そう思いながら響子はカップを取り出そうとした、そのときだった。
「良いですよ。」
真二郎の思わぬ答えに、思わずカップを落としそうになった。だがカップは間一髪割れずにすむ。
「お前、そんなちゃらい企画……。」
圭太がそういうと、タウン誌の女性は目を輝かせてカウンターに近づいてきた。
「映えると思うんですよ。写真写りとかも良いと思うし。遠藤さんって、ハーフですか?」
「クォーターです。」
「だったら尚更良いですねぇ。撮影の日とか、いつが良いとかありませんか?」
圭太にそう聞くが、圭太は断ると思っていたので思わず首を傾げてしまった。
「うん……。いつって言っても……まぁ、ここが休みじゃなきゃ……。」
すると真二郎は少し笑って言う。
「俺、仕事ここだけじゃないけど良いんですか。」
「別の仕事ですか?ホストとかではなければOKです。」
「ウリセンに居るんですけど。」
「ウリセン?何ですか?それ。」
ゲイのカルチャーに全く無知なのだ。首を傾げて、真二郎を見るだけだった。
「はい。ウィンナーコーヒー。二つと夏みかんのムース二つ。四番。」
千鶴にそういって、響子は涼しそうな顔をしている。
「つまり……男相手の風俗です。ボーイをしてます。」
風俗という言葉に驚いて、女性は真二郎を見ていた。
「性風俗ってことですか。」
「えぇ。ホストよりもたちが悪いですかね。」
「……あ……。すいません……オーナーさん。この話はなかったことにしてもらえますか。」
「えぇ。まだ口だけですし。焼き菓子、どうします?」
「あ……キャンセルで。すいません。お邪魔しました。」
そういって女性はそそくさと出て行く。
「あの人最初っから、真二郎目当てだったのね。罪づくり。」
「それほどでも。」
真二郎は少し笑って、またキッチンに戻っていった。
アレが真二郎のやり方だ。響子は何度もこう言った場面を見かけている。容姿があの調子なのだから、いつでも声をかけられそうなのに「ゲイだ」というだけで女は去っていく。

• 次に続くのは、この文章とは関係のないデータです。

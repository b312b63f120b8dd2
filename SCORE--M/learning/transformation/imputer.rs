use std::collections::BTreeMap;

use serde::{Deserialize, Serialize};

use super::PreprocessError;

/// Fill values learned per numeric column (median of the observed values).
#[derive(Debug, Clone, PartialEq, Serialize, Deserialize)]
pub struct MedianImputer {
    medians: Vec<f64>,
}

impl MedianImputer {
    /// Learns one median per column. `columns` is column-major.
    pub fn fit(names: &[String], columns: &[Vec<Option<f64>>]) -> Result<Self, PreprocessError> {
        let medians = names
            .iter()
            .zip(columns)
            .map(|(name, column)| {
                let mut observed: Vec<f64> = column.iter().flatten().copied().collect();
                median(&mut observed).ok_or_else(|| PreprocessError::AllMissing(name.clone()))
            })
            .collect::<Result<Vec<_>, _>>()?;
        Ok(Self { medians })
    }

    /// Replaces missing cells with the learned medians.
    pub fn transform(&self, columns: &[Vec<Option<f64>>]) -> Result<Vec<Vec<f64>>, PreprocessError> {
        check_width(self.medians.len(), columns.len())?;
        Ok(columns
            .iter()
            .zip(&self.medians)
            .map(|(column, fill)| column.iter().map(|cell| cell.unwrap_or(*fill)).collect())
            .collect())
    }

    /// Learned medians, in column order.
    #[must_use]
    pub fn statistics(&self) -> &[f64] {
        &self.medians
    }
}

/// Fill values learned per categorical column (most frequent category).
#[derive(Debug, Clone, PartialEq, Eq, Serialize, Deserialize)]
pub struct MostFrequentImputer {
    modes: Vec<String>,
}

impl MostFrequentImputer {
    /// Learns one mode per column; ties go to the lexicographically smallest value.
    pub fn fit(names: &[String], columns: &[Vec<Option<String>>]) -> Result<Self, PreprocessError> {
        let modes = names
            .iter()
            .zip(columns)
            .map(|(name, column)| {
                let mut counts: BTreeMap<&str, usize> = BTreeMap::new();
                for value in column.iter().flatten() {
                    *counts.entry(value.as_str()).or_default() += 1;
                }
                let mut best: Option<(&str, usize)> = None;
                for (value, count) in counts {
                    if best.map_or(true, |(_, top)| count > top) {
                        best = Some((value, count));
                    }
                }
                best.map(|(value, _)| value.to_string())
                    .ok_or_else(|| PreprocessError::AllMissing(name.clone()))
            })
            .collect::<Result<Vec<_>, _>>()?;
        Ok(Self { modes })
    }

    /// Replaces missing cells with the learned modes.
    pub fn transform(
        &self,
        columns: &[Vec<Option<String>>],
    ) -> Result<Vec<Vec<String>>, PreprocessError> {
        check_width(self.modes.len(), columns.len())?;
        Ok(columns
            .iter()
            .zip(&self.modes)
            .map(|(column, fill)| {
                column
                    .iter()
                    .map(|cell| cell.clone().unwrap_or_else(|| fill.clone()))
                    .collect()
            })
            .collect())
    }

    /// Learned modes, in column order.
    #[must_use]
    pub fn statistics(&self) -> &[String] {
        &self.modes
    }
}

fn check_width(expected: usize, got: usize) -> Result<(), PreprocessError> {
    if expected == got {
        Ok(())
    } else {
        Err(PreprocessError::WidthMismatch { expected, got })
    }
}

/// Median of the values; the middle pair is averaged for even counts.
pub(crate) fn median(values: &mut [f64]) -> Option<f64> {
    if values.is_empty() {
        return None;
    }
    values.sort_by(f64::total_cmp);
    let mid = values.len() / 2;
    if values.len() % 2 == 0 {
        Some((values[mid - 1] + values[mid]) / 2.0)
    } else {
        Some(values[mid])
    }
}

本当は男でも女でもいけるバイセクシャルだ。そして女は響子しか見ていない。そんなことは圭太でもわかる。だからこそ一刻も早く、この二人を離したい。そうではなければ嫉妬しそうだ。
最後の客も満足そうに帰っていく。夜二十時までの営業時間だ。ショーケースには、ほとんどケーキが残っていない。天候や気温を敏感に真二郎は感じて、いつもケーキを焼いている。だから本来あまり廃棄はない。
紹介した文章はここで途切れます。